A flu infection starts with the entry of the influenza virus into an host cell. Entry requires endocytosis of the virus by the host cell and subsequent fusion between the viral and endosomal phospholipid membranes. This important membrane fusion step is catalysed by the influenza fusion peptide whose action mode remains unsung. Detailed knowledge on the fusion peptide is essential for the development of therapeutics as well as to understand many biological processes since membrane fusion is ubiquitous to life.Previous experiments on fusion peptides from various influenza strains and their respective mutants aimed to unveil a structure-function relationship without general agreement.
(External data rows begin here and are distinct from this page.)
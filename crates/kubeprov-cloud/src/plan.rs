//! Provisioning plan model
//!
//! A plan is the ordered list of steps a provider backend executes. Plans are
//! built up front, written to the working directory as JSON and executed
//! strictly in order.

use chrono::{DateTime, Utc};
use kubeprov_core::{AddressKind, HostSpec, Provider, ProvisionError, Result, Role};
use serde::{Deserialize, Serialize};
use serde_json::Value;
use std::collections::BTreeMap;
use std::path::{Path, PathBuf};
use std::time::Duration;
use tokio::fs;

pub const SSH_PORT: u16 = 22;
pub const DEFAULT_REACHABILITY_TIMEOUT_SECS: u64 = 600;

/// IP protocol opened between cluster members
#[derive(Debug, Clone, Copy, PartialEq, Eq, Serialize, Deserialize)]
#[serde(rename_all = "lowercase")]
pub enum Protocol {
    Tcp,
    Udp,
    Icmp,
}

impl Protocol {
    pub const ALL: [Protocol; 3] = [Protocol::Tcp, Protocol::Udp, Protocol::Icmp];
}

impl std::fmt::Display for Protocol {
    fn fmt(&self, f: &mut std::fmt::Formatter<'_>) -> std::fmt::Result {
        match self {
            Protocol::Tcp => write!(f, "tcp"),
            Protocol::Udp => write!(f, "udp"),
            Protocol::Icmp => write!(f, "icmp"),
        }
    }
}

/// A network port reserved for one host
#[derive(Debug, Clone, PartialEq, Eq, Serialize, Deserialize)]
pub struct PortSpec {
    /// Port name, equal to the host name
    pub name: String,
    pub network: Option<String>,
    /// CIDRs the port may also answer for (pod network)
    pub allowed_address_pairs: Vec<String>,
    pub security_groups: Vec<String>,
}

/// Provider options for instance creation, keyed by provider option name
#[derive(Debug, Clone, Default, PartialEq, Serialize, Deserialize)]
#[serde(transparent)]
pub struct InstanceOptions(BTreeMap<String, Value>);

impl InstanceOptions {
    pub fn new() -> Self {
        Self::default()
    }

    pub fn insert(&mut self, key: impl Into<String>, value: impl Into<Value>) {
        self.0.insert(key.into(), value.into());
    }

    /// Insert only when a value is present
    pub fn insert_opt<V: Into<Value>>(&mut self, key: impl Into<String>, value: Option<V>) {
        if let Some(value) = value {
            self.insert(key, value);
        }
    }

    pub fn get(&self, key: &str) -> Option<&Value> {
        self.0.get(key)
    }

    pub fn get_str(&self, key: &str) -> Option<&str> {
        self.get(key).and_then(Value::as_str)
    }

    pub fn get_bool(&self, key: &str) -> Option<bool> {
        self.get(key).and_then(Value::as_bool)
    }

    pub fn get_u64(&self, key: &str) -> Option<u64> {
        self.get(key).and_then(Value::as_u64)
    }

    pub fn contains(&self, key: &str) -> bool {
        self.0.contains_key(key)
    }

    pub fn iter(&self) -> impl Iterator<Item = (&String, &Value)> {
        self.0.iter()
    }

    pub fn len(&self) -> usize {
        self.0.len()
    }

    pub fn is_empty(&self) -> bool {
        self.0.is_empty()
    }
}

/// Wait until every instance of a role accepts connections
#[derive(Debug, Clone, PartialEq, Eq, Serialize, Deserialize)]
pub struct ReachabilityCheck {
    pub role: Role,
    pub address: AddressKind,
    pub port: u16,
    pub timeout_secs: u64,
    /// Delay before the first probe
    pub initial_delay_secs: u64,
    /// Text the server must send after connecting
    pub banner: Option<String>,
}

impl ReachabilityCheck {
    /// SSH check on port 22 with the default timeout
    pub fn ssh(role: Role, address: AddressKind) -> Self {
        Self {
            role,
            address,
            port: SSH_PORT,
            timeout_secs: DEFAULT_REACHABILITY_TIMEOUT_SECS,
            initial_delay_secs: 0,
            banner: None,
        }
    }

    pub fn with_banner(mut self, banner: impl Into<String>) -> Self {
        self.banner = Some(banner.into());
        self
    }

    pub fn with_initial_delay(mut self, secs: u64) -> Self {
        self.initial_delay_secs = secs;
        self
    }

    pub fn with_timeout(mut self, secs: u64) -> Self {
        self.timeout_secs = secs;
        self
    }

    pub fn timeout(&self) -> Duration {
        Duration::from_secs(self.timeout_secs)
    }

    pub fn initial_delay(&self) -> Duration {
        Duration::from_secs(self.initial_delay_secs)
    }
}

/// One provisioning step
#[derive(Debug, Clone, PartialEq, Serialize, Deserialize)]
#[serde(tag = "step", rename_all = "snake_case")]
pub enum Step {
    CreateSecurityGroup {
        name: String,
        description: String,
    },
    AddSecurityRules {
        group: String,
        protocols: Vec<Protocol>,
    },
    CreateNetworkPorts {
        role: Role,
        ports: Vec<PortSpec>,
    },
    CreateInstances {
        role: Role,
        hosts: Vec<HostSpec>,
        options: InstanceOptions,
    },
    PersistRawInstances {
        role: Role,
        destination: PathBuf,
    },
    WaitForReachability(ReachabilityCheck),
}

impl Step {
    /// Role the step belongs to, if any
    pub fn role(&self) -> Option<Role> {
        match self {
            Step::CreateSecurityGroup { .. } | Step::AddSecurityRules { .. } => None,
            Step::CreateNetworkPorts { role, .. }
            | Step::CreateInstances { role, .. }
            | Step::PersistRawInstances { role, .. } => Some(*role),
            Step::WaitForReachability(check) => Some(check.role),
        }
    }

    /// Whether the step creates network resources rather than instances
    pub fn is_network(&self) -> bool {
        matches!(
            self,
            Step::CreateSecurityGroup { .. }
                | Step::AddSecurityRules { .. }
                | Step::CreateNetworkPorts { .. }
        )
    }
}

impl std::fmt::Display for Step {
    fn fmt(&self, f: &mut std::fmt::Formatter<'_>) -> std::fmt::Result {
        match self {
            Step::CreateSecurityGroup { name, .. } => {
                write!(f, "create security group {}", name)
            }
            Step::AddSecurityRules { group, protocols } => {
                let protocols: Vec<String> = protocols.iter().map(|p| p.to_string()).collect();
                write!(f, "allow {} within {}", protocols.join("/"), group)
            }
            Step::CreateNetworkPorts { role, ports } => {
                write!(f, "create {} {} network port(s)", ports.len(), role)
            }
            Step::CreateInstances { role, hosts, .. } => {
                let names: Vec<&str> = hosts.iter().map(|h| h.name.as_str()).collect();
                write!(
                    f,
                    "create {} {} instance(s): {}",
                    hosts.len(),
                    role,
                    names.join(", ")
                )
            }
            Step::PersistRawInstances { role, destination } => {
                write!(f, "record {} instances in {}", role, destination.display())
            }
            Step::WaitForReachability(check) => write!(
                f,
                "wait for {} instances on {} port {} (timeout {}s)",
                check.role, check.address, check.port, check.timeout_secs
            ),
        }
    }
}

/// Ordered provisioning steps for one run
#[derive(Debug, Clone, PartialEq, Serialize, Deserialize)]
pub struct Plan {
    pub provider: Provider,
    pub cluster_name: String,
    pub generated_at: DateTime<Utc>,
    pub steps: Vec<Step>,
}

impl Plan {
    pub fn new(provider: Provider, cluster_name: impl Into<String>) -> Self {
        Self {
            provider,
            cluster_name: cluster_name.into(),
            generated_at: Utc::now(),
            steps: Vec::new(),
        }
    }

    pub fn push(&mut self, step: Step) {
        self.steps.push(step);
    }

    /// Append the create, record and wait steps of one role
    pub fn push_role(
        &mut self,
        hosts: Vec<HostSpec>,
        options: InstanceOptions,
        destination: PathBuf,
        check: ReachabilityCheck,
    ) {
        let role = check.role;
        self.steps.push(Step::CreateInstances {
            role,
            hosts,
            options,
        });
        self.steps.push(Step::PersistRawInstances { role, destination });
        self.steps.push(Step::WaitForReachability(check));
    }

    pub fn is_empty(&self) -> bool {
        self.steps.is_empty()
    }

    /// Hosts to create, in plan order
    pub fn hosts(&self) -> impl Iterator<Item = &HostSpec> {
        self.steps
            .iter()
            .filter_map(|step| match step {
                Step::CreateInstances { hosts, .. } => Some(hosts),
                _ => None,
            })
            .flatten()
    }

    pub fn instance_count(&self) -> usize {
        self.hosts().count()
    }

    /// Raw record files written by the plan, per role
    pub fn record_destinations(&self) -> Vec<(Role, &Path)> {
        self.steps
            .iter()
            .filter_map(|step| match step {
                Step::PersistRawInstances { role, destination } => {
                    Some((*role, destination.as_path()))
                }
                _ => None,
            })
            .collect()
    }

    pub fn summary(&self) -> PlanSummary {
        let mut instances = BTreeMap::new();
        for host in self.hosts() {
            *instances.entry(host.role).or_insert(0) += 1;
        }
        PlanSummary {
            network_steps: self.steps.iter().filter(|s| s.is_network()).count(),
            instances,
        }
    }

    /// Write the plan as pretty JSON
    pub async fn save(&self, path: &Path) -> Result<()> {
        if let Some(dir) = path.parent() {
            if !dir.as_os_str().is_empty() && !dir.exists() {
                fs::create_dir_all(dir)
                    .await
                    .map_err(|e| ProvisionError::persistence(dir, e))?;
            }
        }
        let content = serde_json::to_string_pretty(self)?;
        fs::write(path, content)
            .await
            .map_err(|e| ProvisionError::persistence(path, e))?;
        tracing::debug!("Saved plan with {} steps to {}", self.steps.len(), path.display());
        Ok(())
    }

    pub async fn load(path: &Path) -> Result<Self> {
        let content = fs::read_to_string(path)
            .await
            .map_err(|e| ProvisionError::read(path, e))?;
        Ok(serde_json::from_str(&content)?)
    }
}

/// Counts of planned work
#[derive(Debug, Clone, PartialEq, Eq)]
pub struct PlanSummary {
    pub network_steps: usize,
    pub instances: BTreeMap<Role, usize>,
}

impl PlanSummary {
    pub fn total_instances(&self) -> usize {
        self.instances.values().sum()
    }
}

impl std::fmt::Display for PlanSummary {
    fn fmt(&self, f: &mut std::fmt::Formatter<'_>) -> std::fmt::Result {
        let per_role: Vec<String> = Role::ALL
            .iter()
            .map(|role| {
                format!(
                    "{} {}",
                    self.instances.get(role).copied().unwrap_or(0),
                    role.plural()
                )
            })
            .collect();
        write!(
            f,
            "{} instance(s) to create ({}), {} network step(s)",
            self.total_instances(),
            per_role.join(", "),
            self.network_steps
        )
    }
}

#[cfg(test)]
mod tests {
    use super::*;
    use tempfile::tempdir;

    fn sample_plan() -> Plan {
        let mut plan = Plan::new(Provider::OpenStack, "k8s-otter");
        plan.push(Step::CreateSecurityGroup {
            name: "k8s-otter-x1y2z3".to_string(),
            description: "Kubernetes cluster".to_string(),
        });
        plan.push(Step::AddSecurityRules {
            group: "k8s-otter-x1y2z3".to_string(),
            protocols: Protocol::ALL.to_vec(),
        });
        let mut options = InstanceOptions::new();
        options.insert("flavor", "m1.large");
        options.insert_opt::<String>("userdata", None);
        plan.push_role(
            vec![
                HostSpec::new("k8s-otter-aaaaaa", Some("az1".into()), Role::Master),
                HostSpec::new("k8s-otter-bbbbbb", None, Role::Master),
            ],
            options,
            PathBuf::from("/tmp/masters_instances.json"),
            ReachabilityCheck::ssh(Role::Master, AddressKind::Private).with_banner("SSH"),
        );
        plan
    }

    #[test]
    fn test_push_role_order() {
        let plan = sample_plan();
        let kinds: Vec<&str> = plan
            .steps
            .iter()
            .map(|s| match s {
                Step::CreateSecurityGroup { .. } => "group",
                Step::AddSecurityRules { .. } => "rules",
                Step::CreateNetworkPorts { .. } => "ports",
                Step::CreateInstances { .. } => "create",
                Step::PersistRawInstances { .. } => "persist",
                Step::WaitForReachability(_) => "wait",
            })
            .collect();
        assert_eq!(kinds, vec!["group", "rules", "create", "persist", "wait"]);
    }

    #[test]
    fn test_summary() {
        let summary = sample_plan().summary();
        assert_eq!(summary.total_instances(), 2);
        assert_eq!(summary.network_steps, 2);
        assert_eq!(
            summary.to_string(),
            "2 instance(s) to create (2 masters, 0 nodes, 0 etcds), 2 network step(s)"
        );
    }

    #[test]
    fn test_options_skip_missing_values() {
        let plan = sample_plan();
        let Step::CreateInstances { options, .. } = &plan.steps[2] else {
            panic!("expected CreateInstances");
        };
        assert_eq!(options.get_str("flavor"), Some("m1.large"));
        assert!(!options.contains("userdata"));
    }

    #[test]
    fn test_step_serialization_is_tagged() {
        let step = Step::PersistRawInstances {
            role: Role::Etcd,
            destination: PathBuf::from("etcds_instances.json"),
        };
        let json = serde_json::to_value(&step).unwrap();
        assert_eq!(json["step"], "persist_raw_instances");
        assert_eq!(json["role"], "etcd");
    }

    #[tokio::test]
    async fn test_save_and_load() {
        let temp_dir = tempdir().unwrap();
        let path = temp_dir.path().join("work").join("provision-plan.json");
        let plan = sample_plan();

        plan.save(&path).await.unwrap();
        let loaded = Plan::load(&path).await.unwrap();
        assert_eq!(loaded, plan);
        assert_eq!(loaded.record_destinations().len(), 1);
    }
}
The peptides were shown to adopt a helix-hinge-helix motif essential for fusogenicity, but results diverged on the hinge region which strongly impacts on the peptide structure. The hinge region was sometimes shown as flexible (Dubovskii, Prot. Science 9:786), as a fixed kink (Han, Nat. Struc. Biol. 8:715) or as a tight hairpin (Lorieau, PNAS 107:11341). Similar disagreement occurred in modelling studies (Jang, Proteins 72:299 ; Li, J. Phys. Chem. B 114:8799 ; Panahi, J. Phys. Chem. B 114:1407).In this work, the structure-function relationship of the fusion peptide from type three hemagglutinin and two mutants (F9A and W14A) were studied from extensive explicit solvent molecular dynamics simulations. Our results show that the hinge region of the fusion peptide is flexible and allows it to be in an equilibrium between kinked and helical conformations. The two mutants also show a different flexibility than the wild-type. Moreover, a correlation between peptide flexibility, lipid protrusion (proposed as the membrane fusion catalysis mechanism (Kasson, PLoS Comput. Biol. 6:e1000829)) and fusogenicity reported in the literature was observed.